Larger canvases will require cross bracing where needed.
Once I have the frame built, I tear a piece of canvas that is just slightly larger than what I need to stretch across the front, around the sides, and over the back where it will be stapled. I make a small cut and then tear the canvas. It's much easier and more accurate than trying to cut a straight line.
I buy my rolls of canvas online, and get 11.5 ounce raw canvas. "Medium weight" canvas commonly found in art stores is quite thin (7 oz, usually) and I've found isn't nearly sturdy enough for a wider canvas frame. It's also more expensive.
To stretch the canvas, start in the middle and staple opposite sides, pulling the canvas as tight as possible. Then go to the other two opposing sides and staple the middle.

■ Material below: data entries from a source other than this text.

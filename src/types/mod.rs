//! Core types for Howdah.

pub mod reply;
pub mod usage;

pub use reply::*;
pub use usage::*;
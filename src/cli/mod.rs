//! CLI surface for the launcher binary.

use std::path::{Path, PathBuf};

use clap::{Parser, Subcommand};

use crate::config::{BackendKind, SessionConfig};
use crate::error::{HowdahError, Result};

/// Howdah agent session launcher
#[derive(Parser, Debug)]
#[command(name = "howdah", version, about = "Howdah — agent session launcher")]
pub struct Cli {
    #[command(subcommand)]
    pub command: Commands,
}

/// Top-level CLI commands.
#[derive(Subcommand, Debug)]
pub enum Commands {
    /// Forward one prompt to a backend and print the reply
    Send(SendArgs),
    /// Run a directory-based task (solve inputs, write results to an output dir)
    Task(TaskArgs),
}

/// Options shared by every command that opens a session.
#[derive(Parser, Debug)]
pub struct ConnectionArgs {
    /// Backend to use (claude-code, toolkit); defaults to HOWDAH_BACKEND
    #[arg(short, long)]
    pub backend: Option<String>,

    /// Model identifier
    #[arg(short, long)]
    pub model: Option<String>,

    /// Transport mode (direct, hosted-proxy)
    #[arg(long)]
    pub transport: Option<String>,

    /// Region override (hosted-proxy only)
    #[arg(long)]
    pub region: Option<String>,

    /// Working directory for the backend
    #[arg(short = 'C', long)]
    pub workdir: Option<PathBuf>,

    /// Allow a tool (repeatable; replaces the default tool set)
    #[arg(long = "tool")]
    pub tools: Vec<String>,

    /// Response token budget
    #[arg(long)]
    pub max_tokens: Option<u32>,

    /// Sampling temperature (0.0–1.0)
    #[arg(short, long)]
    pub temperature: Option<f64>,

    /// Session name used in logs and tracking
    #[arg(long, default_value = "default-session")]
    pub session: String,

    /// Log backend events at info level
    #[arg(short, long)]
    pub verbose: bool,
}

/// Arguments for `howdah send`.
#[derive(Parser, Debug)]
pub struct SendArgs {
    #[command(flatten)]
    pub connection: ConnectionArgs,

    /// Task prompt
    pub prompt: String,
}

/// Arguments for `howdah task`.
#[derive(Parser, Debug)]
pub struct TaskArgs {
    #[command(flatten)]
    pub connection: ConnectionArgs,

    /// Directory holding the task inputs (never modified)
    #[arg(short, long)]
    pub input_dir: PathBuf,

    /// Directory for temporary and result files (created if missing)
    #[arg(short, long)]
    pub output_dir: PathBuf,
}

/// Resolve the backend kind: flag, then `HOWDAH_BACKEND`, then claude-code.
pub fn resolve_backend(args: &ConnectionArgs) -> Result<BackendKind> {
    let raw = args
        .backend
        .clone()
        .or_else(|| std::env::var("HOWDAH_BACKEND").ok())
        .unwrap_or_else(|| "claude-code".to_string());
    raw.parse()
        .map_err(|_| HowdahError::Configuration(format!("unknown backend '{raw}'")))
}

/// Build the session config: environment layers first, flags on top.
pub fn build_config(args: &ConnectionArgs) -> Result<SessionConfig> {
    let mut config = SessionConfig::from_env();

    if let Some(ref model) = args.model {
        config.model = model.clone();
    }
    if let Some(ref transport) = args.transport {
        config.transport = transport
            .parse()
            .map_err(|_| HowdahError::Configuration(format!("unknown transport '{transport}'")))?;
    }
    if let Some(ref region) = args.region {
        config.region = Some(region.clone());
    }
    if let Some(ref workdir) = args.workdir {
        config.working_dir = workdir.clone();
    }
    if !args.tools.is_empty() {
        config.allowed_tools = args.tools.clone();
    }
    if let Some(max_tokens) = args.max_tokens {
        config.max_tokens = max_tokens;
    }
    if let Some(temperature) = args.temperature {
        config.temperature = temperature;
    }
    config.verbose = args.verbose;

    Ok(config)
}

/// Compose the prompt for a directory-based task.
pub fn task_prompt(input_dir: &Path, output_dir: &Path) -> String {
    format!(
        "Solve the task described in folder {input}. \
         Do not modify any files in {input}. \
         All temporary or saved files should be located somewhere under {output}. \
         Save the final results to {output}; the result file name should be \"results\", \
         with the same format and extension as the task's test data file.",
        input = input_dir.display(),
        output = output_dir.display(),
    )
}

#[cfg(test)]
mod tests {
    use super::*;
    use crate::config::TransportMode;

    fn bare_args() -> ConnectionArgs {
        ConnectionArgs {
            backend: None,
            model: None,
            transport: None,
            region: None,
            workdir: None,
            tools: Vec::new(),
            max_tokens: None,
            temperature: None,
            session: "default-session".into(),
            verbose: false,
        }
    }

    #[test]
    fn flags_override_environment_layers() {
        let mut args = bare_args();
        args.model = Some("gpt-4o".into());
        args.transport = Some("hosted-proxy".into());
        args.tools = vec!["Read".into(), "Bash".into()];
        args.max_tokens = Some(1024);

        let config = build_config(&args).unwrap();
        assert_eq!(config.model, "gpt-4o");
        assert_eq!(config.transport, TransportMode::HostedProxy);
        assert_eq!(config.allowed_tools, vec!["Read", "Bash"]);
        assert_eq!(config.max_tokens, 1024);
    }

    #[test]
    fn unknown_transport_flag_is_a_configuration_error() {
        let mut args = bare_args();
        args.transport = Some("carrier-pigeon".into());
        assert!(matches!(
            build_config(&args),
            Err(HowdahError::Configuration(_))
        ));
    }

    #[test]
    fn explicit_backend_flag_wins() {
        let mut args = bare_args();
        args.backend = Some("toolkit".into());
        assert_eq!(resolve_backend(&args).unwrap(), BackendKind::Toolkit);

        args.backend = Some("nonsense".into());
        assert!(resolve_backend(&args).is_err());
    }

    #[test]
    fn task_prompt_names_both_directories() {
        let prompt = task_prompt(Path::new("/data/in"), Path::new("/data/out"));
        assert!(prompt.contains("/data/in"));
        assert!(prompt.contains("/data/out"));
        assert!(prompt.contains("\"results\""));
    }
}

Work out from the middle, pulling tightly and alternating sides so everything is kept evenly taut. There's a tool called, appropriately enough, canvas pliers, which is basically a very wide pair of pliers. I haven't gotten around to getting one and use a regular pair of pliers when needed. It took making a few canvases to develop a feel for what worked best for me.
Once the sides have been stapled, the corners can be made.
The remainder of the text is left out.